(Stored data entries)
※ ※ ※
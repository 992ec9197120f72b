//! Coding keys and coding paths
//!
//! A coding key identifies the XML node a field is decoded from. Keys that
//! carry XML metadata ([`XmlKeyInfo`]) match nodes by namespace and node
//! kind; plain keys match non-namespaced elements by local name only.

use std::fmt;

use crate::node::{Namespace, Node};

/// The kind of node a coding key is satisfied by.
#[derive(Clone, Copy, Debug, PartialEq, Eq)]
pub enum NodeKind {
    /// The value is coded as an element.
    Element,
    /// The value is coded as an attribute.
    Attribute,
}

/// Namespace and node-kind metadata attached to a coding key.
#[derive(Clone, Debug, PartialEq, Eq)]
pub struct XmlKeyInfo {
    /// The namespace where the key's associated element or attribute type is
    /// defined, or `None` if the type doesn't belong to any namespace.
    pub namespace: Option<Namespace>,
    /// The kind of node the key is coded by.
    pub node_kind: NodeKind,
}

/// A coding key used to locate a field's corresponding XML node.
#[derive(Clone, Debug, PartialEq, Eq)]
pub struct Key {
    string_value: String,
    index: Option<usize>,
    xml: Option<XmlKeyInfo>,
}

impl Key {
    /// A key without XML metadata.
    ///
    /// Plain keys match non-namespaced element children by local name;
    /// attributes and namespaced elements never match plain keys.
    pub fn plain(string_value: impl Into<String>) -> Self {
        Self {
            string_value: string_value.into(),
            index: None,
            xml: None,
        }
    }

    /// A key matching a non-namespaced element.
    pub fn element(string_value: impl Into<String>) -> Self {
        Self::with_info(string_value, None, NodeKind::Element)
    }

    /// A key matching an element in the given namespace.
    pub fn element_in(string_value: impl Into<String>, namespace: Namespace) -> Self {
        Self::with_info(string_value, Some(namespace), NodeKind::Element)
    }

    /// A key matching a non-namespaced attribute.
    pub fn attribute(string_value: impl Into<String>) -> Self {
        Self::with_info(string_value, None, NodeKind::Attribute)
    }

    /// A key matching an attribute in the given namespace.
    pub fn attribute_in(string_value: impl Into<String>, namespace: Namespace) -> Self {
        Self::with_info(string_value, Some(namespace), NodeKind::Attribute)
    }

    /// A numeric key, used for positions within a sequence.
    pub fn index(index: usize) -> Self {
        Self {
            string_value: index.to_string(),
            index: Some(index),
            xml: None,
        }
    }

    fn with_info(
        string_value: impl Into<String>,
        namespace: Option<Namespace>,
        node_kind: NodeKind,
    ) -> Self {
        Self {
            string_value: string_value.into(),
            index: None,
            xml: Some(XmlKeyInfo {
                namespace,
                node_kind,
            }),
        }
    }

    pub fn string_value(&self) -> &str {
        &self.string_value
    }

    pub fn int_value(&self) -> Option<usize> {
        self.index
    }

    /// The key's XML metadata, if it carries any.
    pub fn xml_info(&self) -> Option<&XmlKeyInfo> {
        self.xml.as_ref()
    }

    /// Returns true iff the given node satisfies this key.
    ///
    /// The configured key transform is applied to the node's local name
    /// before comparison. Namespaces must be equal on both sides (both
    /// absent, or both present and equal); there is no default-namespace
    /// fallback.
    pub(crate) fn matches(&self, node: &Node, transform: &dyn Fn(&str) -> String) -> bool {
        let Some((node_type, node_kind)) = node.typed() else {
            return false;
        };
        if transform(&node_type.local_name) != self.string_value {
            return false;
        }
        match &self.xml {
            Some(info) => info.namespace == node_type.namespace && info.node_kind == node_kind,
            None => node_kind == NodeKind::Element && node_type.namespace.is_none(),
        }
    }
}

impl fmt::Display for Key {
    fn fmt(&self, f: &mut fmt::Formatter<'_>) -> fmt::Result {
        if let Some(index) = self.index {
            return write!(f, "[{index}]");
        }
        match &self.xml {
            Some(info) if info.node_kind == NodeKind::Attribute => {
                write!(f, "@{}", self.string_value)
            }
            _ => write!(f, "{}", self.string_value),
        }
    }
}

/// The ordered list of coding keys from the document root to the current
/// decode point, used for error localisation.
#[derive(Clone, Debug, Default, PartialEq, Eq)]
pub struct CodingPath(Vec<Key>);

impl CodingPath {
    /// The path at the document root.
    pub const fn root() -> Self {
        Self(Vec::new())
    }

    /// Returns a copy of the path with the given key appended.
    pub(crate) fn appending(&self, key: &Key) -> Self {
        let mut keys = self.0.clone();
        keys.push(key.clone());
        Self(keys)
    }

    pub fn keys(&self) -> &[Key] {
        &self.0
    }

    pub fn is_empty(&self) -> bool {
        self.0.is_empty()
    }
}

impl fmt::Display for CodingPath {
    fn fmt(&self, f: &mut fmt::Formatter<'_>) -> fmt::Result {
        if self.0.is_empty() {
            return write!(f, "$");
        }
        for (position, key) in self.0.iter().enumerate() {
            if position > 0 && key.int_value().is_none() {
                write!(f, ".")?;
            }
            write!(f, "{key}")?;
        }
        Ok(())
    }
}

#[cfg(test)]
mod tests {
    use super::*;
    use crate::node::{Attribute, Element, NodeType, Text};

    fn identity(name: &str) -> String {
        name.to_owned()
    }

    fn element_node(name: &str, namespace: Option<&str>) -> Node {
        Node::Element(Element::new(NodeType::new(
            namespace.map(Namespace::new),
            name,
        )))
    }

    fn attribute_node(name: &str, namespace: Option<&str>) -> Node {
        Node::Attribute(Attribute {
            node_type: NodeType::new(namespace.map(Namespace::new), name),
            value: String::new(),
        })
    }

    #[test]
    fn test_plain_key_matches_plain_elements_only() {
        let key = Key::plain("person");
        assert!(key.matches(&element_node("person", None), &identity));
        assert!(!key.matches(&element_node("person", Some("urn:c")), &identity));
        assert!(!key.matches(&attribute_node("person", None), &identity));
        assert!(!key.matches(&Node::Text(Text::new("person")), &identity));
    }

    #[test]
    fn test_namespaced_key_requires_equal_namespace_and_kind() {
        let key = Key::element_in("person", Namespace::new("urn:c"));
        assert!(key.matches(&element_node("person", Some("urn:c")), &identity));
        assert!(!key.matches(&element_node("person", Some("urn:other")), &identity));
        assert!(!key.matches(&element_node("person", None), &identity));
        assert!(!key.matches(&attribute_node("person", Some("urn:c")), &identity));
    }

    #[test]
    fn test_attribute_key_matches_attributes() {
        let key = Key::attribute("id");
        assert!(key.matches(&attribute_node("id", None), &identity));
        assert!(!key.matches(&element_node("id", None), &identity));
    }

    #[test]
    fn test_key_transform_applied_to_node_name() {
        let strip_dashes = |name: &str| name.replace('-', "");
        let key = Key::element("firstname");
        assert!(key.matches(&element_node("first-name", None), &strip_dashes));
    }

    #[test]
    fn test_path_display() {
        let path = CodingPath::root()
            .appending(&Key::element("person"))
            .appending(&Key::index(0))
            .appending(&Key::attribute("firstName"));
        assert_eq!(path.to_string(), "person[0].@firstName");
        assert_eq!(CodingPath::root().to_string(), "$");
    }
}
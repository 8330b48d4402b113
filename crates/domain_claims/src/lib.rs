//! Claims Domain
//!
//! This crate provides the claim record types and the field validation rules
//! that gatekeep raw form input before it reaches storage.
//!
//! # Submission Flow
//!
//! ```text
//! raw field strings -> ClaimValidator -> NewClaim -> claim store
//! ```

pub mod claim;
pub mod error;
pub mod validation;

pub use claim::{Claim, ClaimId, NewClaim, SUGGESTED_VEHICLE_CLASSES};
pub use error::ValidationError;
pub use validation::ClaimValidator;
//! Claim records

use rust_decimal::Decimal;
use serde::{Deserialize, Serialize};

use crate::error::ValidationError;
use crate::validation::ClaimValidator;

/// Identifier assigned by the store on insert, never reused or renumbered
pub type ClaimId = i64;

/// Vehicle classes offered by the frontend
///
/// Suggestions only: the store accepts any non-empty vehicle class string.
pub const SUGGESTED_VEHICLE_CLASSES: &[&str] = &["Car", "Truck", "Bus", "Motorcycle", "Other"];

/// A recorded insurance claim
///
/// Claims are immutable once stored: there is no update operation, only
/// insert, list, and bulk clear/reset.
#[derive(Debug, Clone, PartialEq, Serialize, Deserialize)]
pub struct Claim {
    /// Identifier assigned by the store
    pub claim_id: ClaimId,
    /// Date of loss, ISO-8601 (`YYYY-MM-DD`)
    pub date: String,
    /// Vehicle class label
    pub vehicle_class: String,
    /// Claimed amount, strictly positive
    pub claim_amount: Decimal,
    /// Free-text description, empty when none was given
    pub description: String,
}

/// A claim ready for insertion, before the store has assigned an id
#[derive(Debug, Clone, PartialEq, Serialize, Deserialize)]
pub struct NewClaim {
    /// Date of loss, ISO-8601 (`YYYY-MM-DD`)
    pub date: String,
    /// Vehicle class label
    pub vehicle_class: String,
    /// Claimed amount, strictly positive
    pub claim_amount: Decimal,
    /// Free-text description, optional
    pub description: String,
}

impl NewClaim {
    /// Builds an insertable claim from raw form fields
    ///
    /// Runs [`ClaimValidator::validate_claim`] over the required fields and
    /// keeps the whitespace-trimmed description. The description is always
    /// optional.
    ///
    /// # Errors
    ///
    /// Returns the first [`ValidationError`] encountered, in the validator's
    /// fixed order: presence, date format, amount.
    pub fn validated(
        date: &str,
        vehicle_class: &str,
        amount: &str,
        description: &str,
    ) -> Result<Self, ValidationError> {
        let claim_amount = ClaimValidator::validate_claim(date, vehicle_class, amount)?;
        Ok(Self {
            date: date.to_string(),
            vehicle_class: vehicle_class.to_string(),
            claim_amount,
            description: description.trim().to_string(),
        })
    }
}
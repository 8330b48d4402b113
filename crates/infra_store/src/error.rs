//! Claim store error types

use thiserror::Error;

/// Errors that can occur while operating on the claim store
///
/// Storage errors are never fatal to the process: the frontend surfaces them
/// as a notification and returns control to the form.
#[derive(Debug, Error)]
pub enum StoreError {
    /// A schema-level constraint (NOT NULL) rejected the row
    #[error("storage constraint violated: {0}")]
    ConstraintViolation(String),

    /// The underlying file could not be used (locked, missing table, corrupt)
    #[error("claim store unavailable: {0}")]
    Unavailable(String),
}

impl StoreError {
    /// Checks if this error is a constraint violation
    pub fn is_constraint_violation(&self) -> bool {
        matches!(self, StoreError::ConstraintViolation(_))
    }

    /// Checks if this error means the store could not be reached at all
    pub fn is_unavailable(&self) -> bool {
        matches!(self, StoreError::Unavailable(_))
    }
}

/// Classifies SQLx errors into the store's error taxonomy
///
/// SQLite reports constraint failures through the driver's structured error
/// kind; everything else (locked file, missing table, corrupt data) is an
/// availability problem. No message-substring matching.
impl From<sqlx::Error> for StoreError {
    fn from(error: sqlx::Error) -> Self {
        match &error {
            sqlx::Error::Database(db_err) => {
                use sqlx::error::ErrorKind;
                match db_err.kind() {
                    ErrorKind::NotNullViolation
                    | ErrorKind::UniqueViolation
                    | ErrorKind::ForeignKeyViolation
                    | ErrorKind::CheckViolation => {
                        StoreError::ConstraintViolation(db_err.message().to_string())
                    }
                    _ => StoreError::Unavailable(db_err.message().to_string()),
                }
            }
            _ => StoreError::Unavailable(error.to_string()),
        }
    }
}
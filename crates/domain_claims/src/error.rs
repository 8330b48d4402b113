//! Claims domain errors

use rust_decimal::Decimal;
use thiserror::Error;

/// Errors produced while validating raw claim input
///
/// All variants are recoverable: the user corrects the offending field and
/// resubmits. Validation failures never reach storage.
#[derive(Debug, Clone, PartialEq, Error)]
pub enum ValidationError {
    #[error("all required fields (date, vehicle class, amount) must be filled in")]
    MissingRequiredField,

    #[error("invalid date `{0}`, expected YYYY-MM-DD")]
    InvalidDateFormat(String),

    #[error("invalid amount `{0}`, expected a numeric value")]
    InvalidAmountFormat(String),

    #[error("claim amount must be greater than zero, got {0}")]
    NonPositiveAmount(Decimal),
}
※ ※ ※
HOW TO COMPLETE THIS TASK :: For each line above that contains the word "numeric", make a copy.

TASK OUTPUT ::
    /// A numeric key, used for positions within a sequence.
    #[error("invalid amount `{0}`, expected a numeric value")]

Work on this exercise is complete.